73% use AI daily
According to a recent study by the Swiss Federal Statistical Office, the Swiss have a clear edge. Around 47% of 16- to 74-year-olds use AI—well above the European average of 33%. The gap is even wider in professional settings: 73% of Swiss respondents said they use AI at work, compared with 46% in the EU.
The data problem
AI, then, has “arrived” in Switzerland. But what do these figures mean in practice—say, for communications departments? The Commtech Index Report, which surveys more than 500 communications teams across the German-speaking world each year, offers a more nuanced picture in its 2025/26 edition. It identifies an emerging digital divide, with large firms pulling ahead of smaller ones at pace. It also finds that resources are flowing into areas with quick, visible returns rather than longer-term structural projects. “Data are the real obstacle to digitalising communications—not AI,” the report concludes.
This is hardly surprising. The truly significant productivity gains require agentic AI, and the path there demands that organisations tackle formidable barriers: consolidating data silos, and reformatting information so that machines can actually use it. This is anything but trivial. Unsurprisingly, 72% of Swiss participants in the Commtech survey identify systems integration as the single biggest hurdle to deploying the new technology.
Teething troubles with agentic AI are widespread. As a McKinsey study showed earlier this year, the share of companies that have deliberately deployed AI agents and restructured their workflows around them remains in the low single digits.
Auslegeordnung vor Technologie
How, then, does a communications or marketing department make AI work? Despite appearances, this is not – at least at the outset – a task for the IT department. It belongs to the people who stand to benefit. A strategic approach pays dividends: define objectives carefully, negotiate priorities, and conduct a thorough audit with clear definitions.
A few questions worth asking at the outset:
- What are our primary objectives?
- Which channels – website, newsletters, social media, press, events – do we actively manage, and what workflows does each entail?
- What knowledge bases and templates do we rely on regularly?
- How do we manage quality?
- Is information stored somewhere accessible to everyone responsible for it?
- Who owns the content, quality and maintenance of the underlying data?
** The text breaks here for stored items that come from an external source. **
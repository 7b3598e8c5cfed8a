use std::{
    path::PathBuf,
    sync::{mpsc, Arc, Mutex},
    thread::{self, JoinHandle},
};

use anyhow::{anyhow, Context, Result};
use log::{error, info};
use rusqlite::Connection;
use tokio::sync::oneshot;

use super::migrations::run_migrations;

type DbTask = Box<dyn FnOnce(&mut Connection) + Send + 'static>;

enum DbCommand {
    Execute(DbTask),
    Shutdown,
}

struct DatabaseInner {
    sender: mpsc::Sender<DbCommand>,
    worker: Mutex<Option<JoinHandle<()>>>,
}

impl Drop for DatabaseInner {
    fn drop(&mut self) {
        let mut guard = match self.worker.lock() {
            Ok(guard) => guard,
            Err(poisoned) => poisoned.into_inner(),
        };

        if let Some(handle) = guard.take() {
            if let Err(err) = self.sender.send(DbCommand::Shutdown) {
                error!("Failed to send shutdown to DB thread: {err}");
            }
            if let Err(join_err) = handle.join() {
                error!("Failed to join DB thread: {join_err:?}");
            }
        }
    }
}

/// SQLite handle owned by a dedicated worker thread. Cloning shares the worker.
#[derive(Clone)]
pub struct Database {
    inner: Arc<DatabaseInner>,
}

impl Database {
    pub fn new(db_path: PathBuf) -> Result<Self> {
        if let Some(parent) = db_path.parent() {
            std::fs::create_dir_all(parent).with_context(|| {
                format!("failed to create database directory {}", parent.display())
            })?;
        }

        let (command_tx, command_rx) = mpsc::channel::<DbCommand>();
        let (ready_tx, ready_rx) = mpsc::channel();
        let path_for_thread = db_path.clone();

        let worker = thread::Builder::new()
            .name("diabeaters-db".into())
            .spawn(move || {
                let mut conn = match Connection::open(&path_for_thread) {
                    Ok(connection) => connection,
                    Err(err) => {
                        let _ = ready_tx.send(Err(anyhow::Error::new(err)
                            .context("failed to open SQLite database")));
                        return;
                    }
                };

                if let Err(err) = conn.pragma_update(None, "journal_mode", "WAL") {
                    error!("Failed to enable WAL mode: {err}");
                }
                if let Err(err) = conn.pragma_update(None, "foreign_keys", "ON") {
                    error!("Failed to enable foreign keys: {err}");
                }

                let init_result =
                    run_migrations(&mut conn).context("failed to run database migrations");
                if ready_tx.send(init_result).is_err() {
                    error!("DB initialization receiver dropped before ready signal");
                    return;
                }

                while let Ok(command) = command_rx.recv() {
                    match command {
                        DbCommand::Execute(task) => task(&mut conn),
                        DbCommand::Shutdown => break,
                    }
                }

                info!("Database thread shutting down");
            })
            .context("failed to spawn database worker thread")?;

        ready_rx
            .recv()
            .context("database worker exited before signaling readiness")??;

        info!("Database initialized at {}", db_path.display());

        Ok(Self {
            inner: Arc::new(DatabaseInner {
                sender: command_tx,
                worker: Mutex::new(Some(worker)),
            }),
        })
    }

    pub async fn execute<F, T>(&self, task: F) -> Result<T>
    where
        F: FnOnce(&mut Connection) -> Result<T> + Send + 'static,
        T: Send + 'static,
    {
        let sender = self.inner.sender.clone();
        let (reply_tx, reply_rx) = oneshot::channel();

        let command = DbCommand::Execute(Box::new(move |conn| {
            let result = task(conn);
            if reply_tx.send(result).is_err() {
                error!("DB caller dropped before receiving result");
            }
        }));

        sender
            .send(command)
            .map_err(|err| anyhow!("failed to send command to DB thread: {err}"))?;

        reply_rx
            .await
            .map_err(|_| anyhow!("database thread terminated unexpectedly"))?
    }
}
That last point – data stewardship – is especially critical in a technological context. An AI system is only as good as the database it draws on. This need not mean hiring someone new. But it does require visible accountability within existing roles: whoever owns content must also own the data behind it. Datengrundlage dahinter.
Technology comes last
Once the audit is complete and responsibilities are clear, implementation can begin. The question then becomes: which problems or tasks could agents most usefully address? Where is the bottleneck? In media monitoring? Trend-scouting? Content production? The final push before a press conference? Knowledge management? Reporting? The answer differs in every organisation – and that, precisely, is the point. AI does not fulfil its potential in the abstract; it does so where it meets well-defined processes and well-maintained data.
AI tools are not the first step into digital communications – they come last. Those who do the groundwork well stand a realistic chance of getting what the technology promises: greater productivity and relief from the grind of routine tasks.